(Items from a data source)
========================================

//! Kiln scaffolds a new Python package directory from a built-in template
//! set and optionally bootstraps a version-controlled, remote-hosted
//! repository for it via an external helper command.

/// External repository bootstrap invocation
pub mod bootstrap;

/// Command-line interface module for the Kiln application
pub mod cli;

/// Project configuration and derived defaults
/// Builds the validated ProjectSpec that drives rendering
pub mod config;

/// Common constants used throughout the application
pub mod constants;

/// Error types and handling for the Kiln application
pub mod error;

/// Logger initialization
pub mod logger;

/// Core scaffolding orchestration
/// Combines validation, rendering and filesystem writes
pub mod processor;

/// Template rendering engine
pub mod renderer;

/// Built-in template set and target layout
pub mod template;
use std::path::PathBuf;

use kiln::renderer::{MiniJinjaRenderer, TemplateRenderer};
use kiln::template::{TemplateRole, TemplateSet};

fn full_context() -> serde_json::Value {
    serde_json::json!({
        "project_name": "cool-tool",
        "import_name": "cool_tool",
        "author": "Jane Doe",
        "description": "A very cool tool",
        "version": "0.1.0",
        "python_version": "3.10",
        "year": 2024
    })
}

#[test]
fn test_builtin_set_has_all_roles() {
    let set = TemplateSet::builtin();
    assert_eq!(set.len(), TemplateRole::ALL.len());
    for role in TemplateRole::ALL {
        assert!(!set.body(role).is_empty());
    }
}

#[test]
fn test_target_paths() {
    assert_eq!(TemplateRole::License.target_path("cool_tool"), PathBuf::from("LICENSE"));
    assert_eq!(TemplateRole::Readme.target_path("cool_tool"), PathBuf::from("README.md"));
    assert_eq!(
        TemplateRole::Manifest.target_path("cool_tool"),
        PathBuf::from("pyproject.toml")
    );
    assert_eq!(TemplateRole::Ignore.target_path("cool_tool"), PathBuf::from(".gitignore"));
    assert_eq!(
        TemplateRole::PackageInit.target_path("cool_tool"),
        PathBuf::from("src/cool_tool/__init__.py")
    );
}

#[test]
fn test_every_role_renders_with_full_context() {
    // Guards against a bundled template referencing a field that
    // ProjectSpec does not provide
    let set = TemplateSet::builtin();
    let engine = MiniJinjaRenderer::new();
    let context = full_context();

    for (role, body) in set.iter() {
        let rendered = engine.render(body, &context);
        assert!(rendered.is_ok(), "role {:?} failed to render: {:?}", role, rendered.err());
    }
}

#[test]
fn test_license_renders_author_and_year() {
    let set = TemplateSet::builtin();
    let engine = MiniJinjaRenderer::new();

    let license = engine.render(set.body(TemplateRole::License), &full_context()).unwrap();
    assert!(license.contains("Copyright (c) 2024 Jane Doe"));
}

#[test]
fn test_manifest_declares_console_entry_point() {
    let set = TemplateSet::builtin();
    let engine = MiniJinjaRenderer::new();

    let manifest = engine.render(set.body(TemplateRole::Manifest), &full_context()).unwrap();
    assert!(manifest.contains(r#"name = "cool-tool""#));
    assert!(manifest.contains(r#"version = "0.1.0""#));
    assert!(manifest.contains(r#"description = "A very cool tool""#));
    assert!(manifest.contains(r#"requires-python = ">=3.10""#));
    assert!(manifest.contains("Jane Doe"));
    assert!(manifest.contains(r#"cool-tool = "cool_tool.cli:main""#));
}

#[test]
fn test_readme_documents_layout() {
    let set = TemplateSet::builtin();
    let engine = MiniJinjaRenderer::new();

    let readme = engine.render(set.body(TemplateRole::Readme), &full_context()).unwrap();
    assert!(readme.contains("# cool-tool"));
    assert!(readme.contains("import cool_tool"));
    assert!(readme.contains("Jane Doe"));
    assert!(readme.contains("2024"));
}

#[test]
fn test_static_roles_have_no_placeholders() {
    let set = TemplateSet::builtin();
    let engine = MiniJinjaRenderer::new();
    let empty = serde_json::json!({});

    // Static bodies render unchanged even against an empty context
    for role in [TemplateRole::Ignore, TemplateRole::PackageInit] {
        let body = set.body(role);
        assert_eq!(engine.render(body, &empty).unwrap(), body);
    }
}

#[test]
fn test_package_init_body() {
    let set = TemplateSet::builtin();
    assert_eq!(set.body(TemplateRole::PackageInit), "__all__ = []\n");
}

========================================

▶ **About this exercise**
Reproduce the entries exactly, dropping nothing.

▶ **Result for this exercise**
//! Kiln scaffolds a new Python package directory from a built-in template
//! set and optionally bootstraps a version-controlled, remote-hosted
//! repository for it via an external helper command.

/// External repository bootstrap invocation
pub mod bootstrap;

/// Command-line interface module for the Kiln application
pub mod cli;

/// Project configuration and derived defaults
/// Builds the validated ProjectSpec that drives rendering
pub mod config;

/// Common constants used throughout the application
pub mod constants;

/// Error types and handling for the Kiln application
pub mod error;

/// Logger initialization
pub mod logger;

/// Core scaffolding orchestration
/// Combines validation, rendering and filesystem writes
pub mod processor;

/// Template rendering engine
pub mod renderer;

/// Built-in template set and target layout
pub mod template;
use std::path::PathBuf;

use kiln::renderer::{MiniJinjaRenderer, TemplateRenderer};
use kiln::template::{TemplateRole, TemplateSet};

fn full_context() -> serde_json::Value {
    serde_json::json!({
        "project_name": "cool-tool",
        "import_name": "cool_tool",
        "author": "Jane Doe",
        "description": "A very cool tool",
        "version": "0.1.0",
        "python_version": "3.10",
        "year": 2024
    })
}

#[test]
fn test_builtin_set_has_all_roles() {
    let set = TemplateSet::builtin();
    assert_eq!(set.len(), TemplateRole::ALL.len());
    for role in TemplateRole::ALL {
        assert!(!set.body(role).is_empty());
    }
}

#[test]
fn test_target_paths() {
    assert_eq!(TemplateRole::License.target_path("cool_tool"), PathBuf::from("LICENSE"));
    assert_eq!(TemplateRole::Readme.target_path("cool_tool"), PathBuf::from("README.md"));
    assert_eq!(
        TemplateRole::Manifest.target_path("cool_tool"),
        PathBuf::from("pyproject.toml")
    );
    assert_eq!(TemplateRole::Ignore.target_path("cool_tool"), PathBuf::from(".gitignore"));
    assert_eq!(
        TemplateRole::PackageInit.target_path("cool_tool"),
        PathBuf::from("src/cool_tool/__init__.py")
    );
}

#[test]
fn test_every_role_renders_with_full_context() {
    // Guards against a bundled template referencing a field that
    // ProjectSpec does not provide
    let set = TemplateSet::builtin();
    let engine = MiniJinjaRenderer::new();
    let context = full_context();

    for (role, body) in set.iter() {
        let rendered = engine.render(body, &context);
        assert!(rendered.is_ok(), "role {:?} failed to render: {:?}", role, rendered.err());
    }
}

#[test]
fn test_license_renders_author_and_year() {
    let set = TemplateSet::builtin();
    let engine = MiniJinjaRenderer::new();

    let license = engine.render(set.body(TemplateRole::License), &full_context()).unwrap();
    assert!(license.contains("Copyright (c) 2024 Jane Doe"));
}

#[test]
fn test_manifest_declares_console_entry_point() {
    let set = TemplateSet::builtin();
    let engine = MiniJinjaRenderer::new();

    let manifest = engine.render(set.body(TemplateRole::Manifest), &full_context()).unwrap();
    assert!(manifest.contains(r#"name = "cool-tool""#));
    assert!(manifest.contains(r#"version = "0.1.0""#));
    assert!(manifest.contains(r#"description = "A very cool tool""#));
    assert!(manifest.contains(r#"requires-python = ">=3.10""#));
    assert!(manifest.contains("Jane Doe"));
    assert!(manifest.contains(r#"cool-tool = "cool_tool.cli:main""#));
}

#[test]
fn test_readme_documents_layout() {
    let set = TemplateSet::builtin();
    let engine = MiniJinjaRenderer::new();

    let readme = engine.render(set.body(TemplateRole::Readme), &full_context()).unwrap();
    assert!(readme.contains("# cool-tool"));
    assert!(readme.contains("import cool_tool"));
    assert!(readme.contains("Jane Doe"));
    assert!(readme.contains("2024"));
}

#[test]
fn test_static_roles_have_no_placeholders() {
    let set = TemplateSet::builtin();
    let engine = MiniJinjaRenderer::new();
    let empty = serde_json::json!({});

    // Static bodies render unchanged even against an empty context
    for role in [TemplateRole::Ignore, TemplateRole::PackageInit] {
        let body = set.body(role);
        assert_eq!(engine.render(body, &empty).unwrap(), body);
    }
}

#[test]
fn test_package_init_body() {
    let set = TemplateSet::builtin();
    assert_eq!(set.body(TemplateRole::PackageInit), "__all__ = []\n");
}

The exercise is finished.